According to the packet directions, you just add the contents of each packet to a cup of hot water, stir, and enjoy.  It’s nice on its own, but I prefer to personalize my drink by using half the amount of water, and replacing the remaining half with warm milk.  A scant teaspoon of honey plus a sprinkling of cinnamon and nutmeg turns this particular cup into instant chai.   If you really want to amp up the decadence, top your cup with a billowy cloud of whipped cream.

Interestingly, it also works as an iced bevvie if made double strength (use two packets rather than one).  In a tall glass, dissolve the instant milk tea with about a couple tablespoons of hot water.  Add a tablespoon of honey, a sprinkling of spice, and top up with half-cold water and half-cold milk.  A scoop of vanilla ice cream on top is optional, but makes this drink oh-so-nice.

In Which the Veggie Option Was Actually Quite Tasty…

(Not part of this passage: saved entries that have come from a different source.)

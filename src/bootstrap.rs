// SPDX-FileCopyrightText: 2025 Jason Pena <jasonpena@awkless.com>
// SPDX-License-Identifier: MIT

//! Bootstrap orchestration.
//!
//! Run every reconciliation step in a fixed order against one set of resolved
//! [`Settings`]:
//!
//! 1. Probe for required external commands.
//! 2. Settle on a remote URL, prompting when none was supplied.
//! 3. Reconcile the bare repository and its origin remote.
//! 4. Reconcile the exclusion policy.
//! 5. Install the shell alias.
//!
//! The first failure aborts the run. Steps share no state besides the file
//! system and the store itself, which each step queries fresh. Re-running after
//! a failure picks up wherever the previous run stopped.

use crate::{
    alias::{Alias, AliasInstaller, AliasReport},
    config::Settings,
    policy::{ExclusionPolicy, PolicyFileOutcome},
    probe::{CapabilityProbe, REQUIRED_CAPABILITIES},
    repository::{RepositoryError, RepositoryInitializer, RepositoryOutcome},
    store::{Git2Store, StoreAccess},
};

use std::path::PathBuf;
use tracing::{info, instrument};

/// Summary of a bootstrap run.
#[derive(Debug, Clone, PartialEq, Eq)]
pub struct BootstrapReport {
    /// Remote URL the store is bound to.
    pub remote: String,

    /// Outcome of repository reconciliation.
    pub repository: RepositoryOutcome,

    /// Outcome of policy file reconciliation.
    pub policy: PolicyFileOutcome,

    /// Outcome of alias installation.
    pub alias: AliasReport,
}

impl BootstrapReport {
    /// Check if run mutated anything that a previous run had not already done.
    ///
    /// Store configuration and index updates are not counted, because they
    /// are rewritten with identical values on every run.
    pub fn changed(&self) -> bool {
        self.repository.changed()
            || self.policy != PolicyFileOutcome::Unchanged
            || !self.alias.installed.is_empty()
    }
}

/// Bootstrap a bare repository for the home directory.
#[derive(Debug, Clone)]
pub struct Bootstrap<S = Git2Store>
where
    S: StoreAccess + Clone,
{
    settings: Settings,
    store: S,
}

impl Bootstrap<Git2Store> {
    /// Construct new bootstrap using libgit2 store access.
    pub fn new(settings: Settings) -> Self {
        Self::with_store(settings, Git2Store::new())
    }
}

impl<S> Bootstrap<S>
where
    S: StoreAccess + Clone,
{
    /// Construct new bootstrap with given store access.
    pub fn with_store(settings: Settings, store: S) -> Self {
        Self { settings, store }
    }

    /// Settings this bootstrap runs with.
    pub fn settings(&self) -> &Settings {
        &self.settings
    }

    /// Run full bootstrap.
    ///
    /// The prompt is only consulted when settings carry no remote URL.
    ///
    /// # Errors
    ///
    /// - Return [`BootstrapError::MissingCapability`] if required commands
    ///   cannot be found.
    /// - Return [`BootstrapError::MissingRemote`] if no remote URL could be
    ///   obtained.
    /// - Return [`BootstrapError::PathConflict`] if git directory is not a
    ///   directory.
    /// - Return [`BootstrapError::RemoteConflict`] if origin is bound to a
    ///   different URL.
    /// - Return other [`BootstrapError`] variants if a reconciliation step
    ///   fails to write.
    #[instrument(skip(self, probe, prompt), level = "debug")]
    pub fn run<P>(&self, probe: &CapabilityProbe, prompt: P) -> Result<BootstrapReport>
    where
        P: FnOnce() -> Option<String>,
    {
        self.check_capabilities(probe)?;
        let remote = self.resolve_remote(prompt)?;
        self.reconcile(remote)
    }

    /// Fail if any required command is missing.
    ///
    /// # Errors
    ///
    /// - Return [`BootstrapError::MissingCapability`] listing every missing
    ///   command.
    pub fn check_capabilities(&self, probe: &CapabilityProbe) -> Result<()> {
        let missing = probe.missing(REQUIRED_CAPABILITIES.iter().copied());
        if !missing.is_empty() {
            return Err(BootstrapError::MissingCapability { names: missing });
        }

        Ok(())
    }

    /// Settle on remote URL from settings, falling back to prompt.
    ///
    /// # Errors
    ///
    /// - Return [`BootstrapError::MissingRemote`] if prompt yields nothing
    ///   or only whitespace.
    pub fn resolve_remote<P>(&self, prompt: P) -> Result<String>
    where
        P: FnOnce() -> Option<String>,
    {
        let remote = match &self.settings.remote {
            Some(remote) => Some(remote.clone()),
            None => prompt(),
        };

        remote
            .map(|url| url.trim().to_string())
            .filter(|url| !url.is_empty())
            .ok_or(BootstrapError::MissingRemote)
    }

    /// Run reconciliation steps against known remote URL.
    ///
    /// # Errors
    ///
    /// - Return [`BootstrapError`] from the first step that fails.
    pub fn reconcile(&self, remote: String) -> Result<BootstrapReport> {
        let settings = &self.settings;

        let repository = RepositoryInitializer::new(self.store.clone())
            .reconcile(&settings.git_dir, &remote)?;

        let policy = ExclusionPolicy::new(
            &settings.git_dir,
            &settings.dotfiles_dir,
            &settings.home,
            self.store.clone(),
        )
        .reconcile()?;

        let alias = AliasInstaller::new(self.alias()).reconcile(&settings.startup_files)?;

        info!("bootstrap of {:?} complete", settings.git_dir.display());
        Ok(BootstrapReport {
            remote,
            repository,
            policy,
            alias,
        })
    }

    /// Alias matching current settings.
    pub fn alias(&self) -> Alias {
        Alias::new(
            &self.settings.alias_name,
            &self.settings.git_dir,
            &self.settings.home,
        )
    }
}

/// Bootstrap error types.
#[derive(Debug, thiserror::Error)]
pub enum BootstrapError {
    /// Required external commands cannot be found.
    #[error("missing required commands: {}", names.join(", "))]
    MissingCapability { names: Vec<String> },

    /// Git directory path is taken by something other than a directory.
    #[error("{:?} exists but is not a directory:\n{listing}", path.display())]
    PathConflict { path: PathBuf, listing: String },

    /// Origin remote is bound to a different URL.
    #[error("remote origin is already set to {current:?}, refusing to change it to {desired:?}")]
    RemoteConflict { current: String, desired: String },

    /// No remote URL was supplied.
    #[error("a remote URL is required, pass one with --git-remote")]
    MissingRemote,

    /// Repository reconciliation fails.
    #[error(transparent)]
    Repository(RepositoryError),

    /// Exclusion policy reconciliation fails.
    #[error(transparent)]
    Policy(#[from] crate::policy::PolicyError),

    /// Alias installation fails.
    #[error(transparent)]
    Alias(#[from] crate::alias::AliasError),
}

impl From<RepositoryError> for BootstrapError {
    fn from(error: RepositoryError) -> Self {
        match error {
            RepositoryError::PathConflict { path, listing } => Self::PathConflict { path, listing },
            RepositoryError::RemoteConflict { current, desired } => {
                Self::RemoteConflict { current, desired }
            }
            other => Self::Repository(other),
        }
    }
}

/// Friendly result alias :3
pub type Result<T, E = BootstrapError> = std::result::Result<T, E>;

Spinach, Artichoke, and Mushroom Sandwich with Mozzarella on Rye

I usually side with Anthony Bourdain and Nigella Lawson when it comes to vegetarians and vegetarian cookery.  Most people who try to impose vegetarianism on others are annoying prats who are into the whole veg lifestyle for all the wrong reasons.  Now, I would understand if one turns vegetarian for ethical, religious, or medical reasons.  But to become a veggie just because they think it’s cool or that it’ll turn them from lumpen, flabby chubbies into models who wouldn’t be out of place on the cover of Sports Illustrated is just plain wrong.  Plus, I don’t buy PeTA’s Meat is Murder schlock: eating meat isn’t murder!  Hiking up the prices of basic commodities to the point that one out of every five Filipino families goes hungry is murder!

But anti-vegetarian rants notwithstanding, I actually do like vegetables and some vegetarian dishes are actually quite comforting and satisfying.  Root-veg croquettes, eggplant lasagne, torta con patatas, and pinakbet are among my favorites along with this breakfast sandwich I recently discovered at Starbucks: spinach, artichoke, mushrooms, and mozzarella on a rye bun.

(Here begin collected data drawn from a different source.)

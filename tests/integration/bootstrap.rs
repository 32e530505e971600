// SPDX-FileCopyrightText: 2025 Jason Pena <jasonpena@awkless.com>
// SPDX-License-Identifier: MIT

use crate::{HomeFixture, RepoFixture};

use anyhow::Result;
use barehome::{
    policy::{PolicyFileOutcome, EXCLUDES_FILE_KEY, SHOW_UNTRACKED_KEY},
    probe::CapabilityProbe,
    repository::{RepositoryOutcome, ORIGIN},
    store::{Git2Store, StoreAccess},
    Bootstrap, BootstrapError,
};
use pretty_assertions::assert_eq;
use sealed_test::prelude::*;
use std::fs::{read_to_string, write};

const REMOTE: &str = "https://example.com/dots.git";

fn no_prompt() -> Option<String> {
    panic!("remote was supplied, prompt must not be consulted")
}

#[sealed_test]
fn fresh_machine() -> Result<()> {
    let home = HomeFixture::new()?;
    let bashrc = home.write(".bashrc", "export EDITOR=vim\n")?;
    let mut settings = home.settings();
    settings.remote = Some(REMOTE.into());
    let git_dir = settings.git_dir.clone();
    let excludes_file = settings.dotfiles_dir.join(".gitignore");

    let report = Bootstrap::new(settings).run(&CapabilityProbe::from_env(), no_prompt)?;
    assert_eq!(report.remote, REMOTE);
    assert_eq!(
        report.repository,
        RepositoryOutcome {
            created_dir: true,
            initialized: true,
            bound_remote: true,
        }
    );
    assert_eq!(report.policy, PolicyFileOutcome::Created);
    assert_eq!(report.alias.installed, vec![bashrc]);
    assert_eq!(report.alias.skipped, vec![home.path().join(".zshrc")]);

    let store = Git2Store::new();
    assert!(store.is_store(&git_dir));
    assert_eq!(store.remote_url(&git_dir, ORIGIN)?, REMOTE);
    assert_eq!(read_to_string(&excludes_file)?, "*\n");
    assert_eq!(
        store.config_value(&git_dir, EXCLUDES_FILE_KEY)?,
        Some(excludes_file.to_string_lossy().into_owned())
    );
    assert_eq!(
        store.config_value(&git_dir, SHOW_UNTRACKED_KEY)?,
        Some("no".into())
    );
    assert!(store.is_tracked(&git_dir, home.path(), &excludes_file)?);

    let expect = format!(
        "export EDITOR=vim\nalias dotfiles='git --git-dir={} --work-tree={}'\n",
        git_dir.display(),
        home.path().display()
    );
    assert_eq!(home.read(".bashrc")?, expect);
    assert!(!home.path().join(".zshrc").exists());

    Ok(())
}

#[sealed_test]
fn second_run_changes_nothing() -> Result<()> {
    let home = HomeFixture::new()?;
    home.write(".bashrc", "")?;
    home.write(".zshrc", "")?;
    let settings = home.settings();
    let git_dir = settings.git_dir.clone();
    let bootstrap = Bootstrap::new(settings);

    let first = bootstrap.reconcile(REMOTE.into())?;
    assert!(first.changed());
    let bashrc = home.read(".bashrc")?;
    let zshrc = home.read(".zshrc")?;
    let policy = home.read(".config/dotfiles/.gitignore")?;
    let config = read_to_string(git_dir.join("config"))?;

    let second = bootstrap.reconcile(REMOTE.into())?;
    assert!(!second.changed());
    assert_eq!(second.repository, RepositoryOutcome::default());
    assert_eq!(second.policy, PolicyFileOutcome::Unchanged);
    assert_eq!(second.alias.present.len(), 2);
    assert_eq!(home.read(".bashrc")?, bashrc);
    assert_eq!(home.read(".zshrc")?, zshrc);
    assert_eq!(home.read(".config/dotfiles/.gitignore")?, policy);
    assert_eq!(read_to_string(git_dir.join("config"))?, config);

    Ok(())
}

#[sealed_test]
fn remote_conflict_aborts_before_policy() -> Result<()> {
    let home = HomeFixture::new()?;
    let settings = home.settings();
    let repo = RepoFixture::new(&settings.git_dir)?.with_origin("https://example.com/a.git")?;

    let result = Bootstrap::new(settings.clone()).reconcile("https://example.com/b.git".into());
    match result {
        Err(BootstrapError::RemoteConflict { current, desired }) => {
            assert_eq!(current, "https://example.com/a.git");
            assert_eq!(desired, "https://example.com/b.git");
        }
        other => panic!("expected remote conflict, got {other:?}"),
    }

    assert_eq!(repo.origin()?, Some("https://example.com/a.git".into()));
    assert!(!settings.dotfiles_dir.join(".gitignore").exists());

    Ok(())
}

#[sealed_test]
fn existing_store_with_matching_remote_is_adopted() -> Result<()> {
    let home = HomeFixture::new()?;
    let settings = home.settings();
    let repo = RepoFixture::new(&settings.git_dir)?.with_origin(REMOTE)?;

    let report = Bootstrap::new(settings).reconcile(REMOTE.into())?;
    assert_eq!(report.repository, RepositoryOutcome::default());
    assert_eq!(repo.origin()?, Some(REMOTE.into()));

    Ok(())
}

#[sealed_test]
fn path_conflict_aborts_run() -> Result<()> {
    let home = HomeFixture::new()?;
    let settings = home.settings();
    write(&settings.git_dir, "oops")?;

    let result = Bootstrap::new(settings.clone()).reconcile(REMOTE.into());
    match result {
        Err(BootstrapError::PathConflict { path, listing }) => {
            assert_eq!(path, settings.git_dir);
            assert!(listing.contains(".dotfiles"));
        }
        other => panic!("expected path conflict, got {other:?}"),
    }

    assert_eq!(read_to_string(&settings.git_dir)?, "oops");
    assert!(!settings.dotfiles_dir.exists());

    Ok(())
}

#[sealed_test]
fn existing_policy_rules_are_kept() -> Result<()> {
    let home = HomeFixture::new()?;
    home.write(".config/dotfiles/.gitignore", "foo\nbar\n")?;

    let report = Bootstrap::new(home.settings()).reconcile(REMOTE.into())?;
    assert_eq!(report.policy, PolicyFileOutcome::Appended);
    assert_eq!(home.read(".config/dotfiles/.gitignore")?, "foo\nbar\n*\n");

    Ok(())
}

#[sealed_test]
fn missing_remote_is_fatal() -> Result<()> {
    let home = HomeFixture::new()?;
    let settings = home.settings();

    let result = Bootstrap::new(settings.clone()).run(&CapabilityProbe::from_env(), || None);
    assert!(matches!(result, Err(BootstrapError::MissingRemote)));
    assert!(!settings.git_dir.exists());

    Ok(())
}
// SPDX-FileCopyrightText: 2025 Jason Pena <jasonpena@awkless.com>
// SPDX-License-Identifier: MIT

mod bootstrap;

Hot chocolate and a sandwich for lunch!

It looks rather small, but it’s actually a good hefty sarnie that makes a good breakfast and an even better lunch when served with a bag of chips and a tumbler of hot chocolate.  (Marshmallows are optional, but are oh-so-welcome!)

The mushrooms are the primary reason why you won’t miss the meat in this particular sandwich.  The butter-sauteed mushies taste rich and meaty and work beautifully with the mild-tasting mozzarella.  The spinach is obviously wilted here, but it still has a bit of a crunch and the artichoke hearts taste gorgeously nutty.

Truth be told, after a fairly bad experience after trying to go vegan, I doubt if I’ll ever go veggie on a permanent basis.  Nevertheless, occasional all-veg lunches like these are delicious and are certainly worth it every once in a while.